By the end of the year, Arrium will not need to sell any more products of the power blocks. The company’s books will balance, though. In 2014, the company lost $3.38 per share. This year, it is expected to do very well, with profit coming in at a $1.72 per share — almost three times as high as what was lost last year. There are more than 400 tonnes of vanadium in Arrium’s inventories, more than the amount it needs to last a year.

The concern is that the Australian government would shift to take the $1.3 billion budgeted for the technology and instead fund nuclear power. It’s not just that Arrium is a steelmaker, it is a sponge of steel made to manufacture parts for trains and steel mills. The threat of a large budget shift would be economically devastating for Arrium. The story reports that a market researcher, Fabrication Designers International, had warned that if Arrium does not meet production projections, it could take the entire industry down.

The narrow way of seeing it was that the Australian government’s decision to fund a new nuclear power plant instead of vanadium research was contrary to science, that, in the interests of its own vested interest, its government could jeopardize Australia’s emissions and water security. The Australian National Grid is worried that vanadium production would be disrupted.

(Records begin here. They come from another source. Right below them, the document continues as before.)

//! Server construction and middleware wiring.

mod config;
#[cfg(feature = "metrics")]
mod metrics;
mod state_builders;

pub use config::ServerConfig;
#[cfg(feature = "metrics")]
pub use metrics::make_metrics;

#[cfg(feature = "metrics")]
use metrics::MetricsLayer;
use state_builders::build_http_state;

use actix_session::{
    SessionMiddleware,
    config::{CookieContentSecurity, PersistentSession},
    storage::CookieSessionStore,
};
use actix_web::cookie::{Key, SameSite};
use actix_web::dev::{Server, ServiceFactory, ServiceRequest, ServiceResponse};
use actix_web::middleware::{NormalizePath, TrailingSlash};
use actix_web::{App, HttpServer, web};

use lodging_backend::Trace;
#[cfg(debug_assertions)]
use lodging_backend::doc::ApiDoc;
use lodging_backend::inbound::http::configure_api;
use lodging_backend::inbound::http::error::json_error_handler;
use lodging_backend::inbound::http::health::{HealthState, live, ready};
use lodging_backend::inbound::http::state::HttpState;
#[cfg(debug_assertions)]
use utoipa::OpenApi;
#[cfg(debug_assertions)]
use utoipa_swagger_ui::SwaggerUi;

struct AppDependencies {
    health_state: web::Data<HealthState>,
    http_state: web::Data<HttpState>,
    key: Key,
    cookie_secure: bool,
    same_site: SameSite,
}

fn build_app(
    deps: AppDependencies,
) -> App<
    impl ServiceFactory<
        ServiceRequest,
        Config = (),
        Response = ServiceResponse<impl actix_web::body::MessageBody>,
        Error = actix_web::Error,
        InitError = (),
    >,
> {
    let AppDependencies {
        health_state,
        http_state,
        key,
        cookie_secure,
        same_site,
    } = deps;

    let session = SessionMiddleware::builder(CookieSessionStore::default(), key)
        .cookie_name("session".into())
        .cookie_path("/".into())
        .cookie_secure(cookie_secure)
        .cookie_http_only(true)
        .cookie_content_security(CookieContentSecurity::Private)
        .cookie_same_site(same_site)
        .session_lifecycle(
            PersistentSession::default().session_ttl(actix_web::cookie::time::Duration::hours(2)),
        )
        .build();

    let api = web::scope("/api").wrap(session).configure(configure_api);

    let app = App::new()
        .app_data(health_state)
        .app_data(http_state)
        .app_data(web::JsonConfig::default().error_handler(json_error_handler))
        .wrap(NormalizePath::new(TrailingSlash::Trim))
        .wrap(Trace)
        .service(api)
        .service(ready)
        .service(live);

    #[cfg(debug_assertions)]
    let app = app.service(SwaggerUi::new("/docs").url("/api-docs/openapi.json", ApiDoc::openapi()));

    app
}

/// Construct an Actix HTTP server using the provided health state and
/// configuration.
///
/// The returned [`Server`] must be awaited to drive the listener; readiness
/// is marked once the socket is bound.
///
/// # Errors
///
/// Propagates [`std::io::Error`] when building adapters, binding the socket
/// or starting the server fails.
pub fn create_server(
    health_state: web::Data<HealthState>,
    config: ServerConfig,
) -> std::io::Result<Server> {
    let server_health_state = health_state.clone();
    let http_state = build_http_state(&config)?;
    let ServerConfig {
        key,
        cookie_secure,
        same_site,
        bind_addr,
        db_pool: _,
        photo_store_url: _,
        #[cfg(feature = "metrics")]
        prometheus,
    } = config;

    #[cfg(feature = "metrics")]
    let metrics_layer = MetricsLayer::from_option(prometheus);

    let server = HttpServer::new(move || {
        let app = build_app(AppDependencies {
            health_state: server_health_state.clone(),
            http_state: http_state.clone(),
            key: key.clone(),
            cookie_secure,
            same_site,
        });

        #[cfg(feature = "metrics")]
        let app = app.wrap(metrics_layer.clone());

        app
    })
    .bind(bind_addr)?
    .run();

    health_state.mark_ready();
    Ok(server)
}

#[cfg(test)]
mod tests {
    use super::*;
    use actix_web::http::StatusCode;
    use actix_web::test;
    use lodging_backend::middleware::trace::TRACE_ID_HEADER;
    use serde_json::{Value, json};

    fn deps() -> AppDependencies {
        let config = ServerConfig::new(
            Key::generate(),
            false,
            SameSite::Lax,
            "127.0.0.1:0".parse().expect("socket addr"),
        );
        let http_state = build_http_state(&config).expect("http state");
        let health_state = web::Data::new(HealthState::new());
        health_state.mark_ready();
        AppDependencies {
            health_state,
            http_state,
            key: config.key.clone(),
            cookie_secure: false,
            same_site: SameSite::Lax,
        }
    }

    #[actix_web::test]
    async fn list_is_public_and_traced() {
        let app = test::init_service(build_app(deps())).await;
        let res = test::call_service(
            &app,
            test::TestRequest::get().uri("/api/accommodations").to_request(),
        )
        .await;

        assert_eq!(res.status(), StatusCode::OK);
        assert!(res.headers().contains_key(TRACE_ID_HEADER));
        let body: Value = test::read_body_json(res).await;
        assert_eq!(body, json!({ "accommodations": [] }));
    }

    #[actix_web::test]
    async fn trailing_slash_is_normalised() {
        let app = test::init_service(build_app(deps())).await;
        let res = test::call_service(
            &app,
            test::TestRequest::get().uri("/api/accommodations/").to_request(),
        )
        .await;
        assert_eq!(res.status(), StatusCode::OK);
    }

    #[actix_web::test]
    async fn malformed_json_yields_invalid_request() {
        let app = test::init_service(build_app(deps())).await;
        let res = test::call_service(
            &app,
            test::TestRequest::post()
                .uri("/api/login")
                .insert_header(("content-type", "application/json"))
                .set_payload("{not json")
                .to_request(),
        )
        .await;

        assert_eq!(res.status(), StatusCode::BAD_REQUEST);
        let body: Value = test::read_body_json(res).await;
        assert_eq!(body["code"], "invalid_request");
    }

    #[actix_web::test]
    async fn readiness_probe_is_mounted() {
        let app = test::init_service(build_app(deps())).await;
        let res = test::call_service(
            &app,
            test::TestRequest::get().uri("/health/ready").to_request(),
        )
        .await;
        assert_eq!(res.status(), StatusCode::OK);
    }
}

There is considerable debate over whether or not utility companies or municipal governments or even state governments would start seeing lower profits for transporting electricity from power plants to where it is needed. In fact, some of the market researchers have said that if they were asked to look at the increasing proportion of electricity needed to power the burgeoning (and very dangerous) electric vehicle movement, they would recommend the storage of vanadium vanadium that would deliver that heat much more efficiently.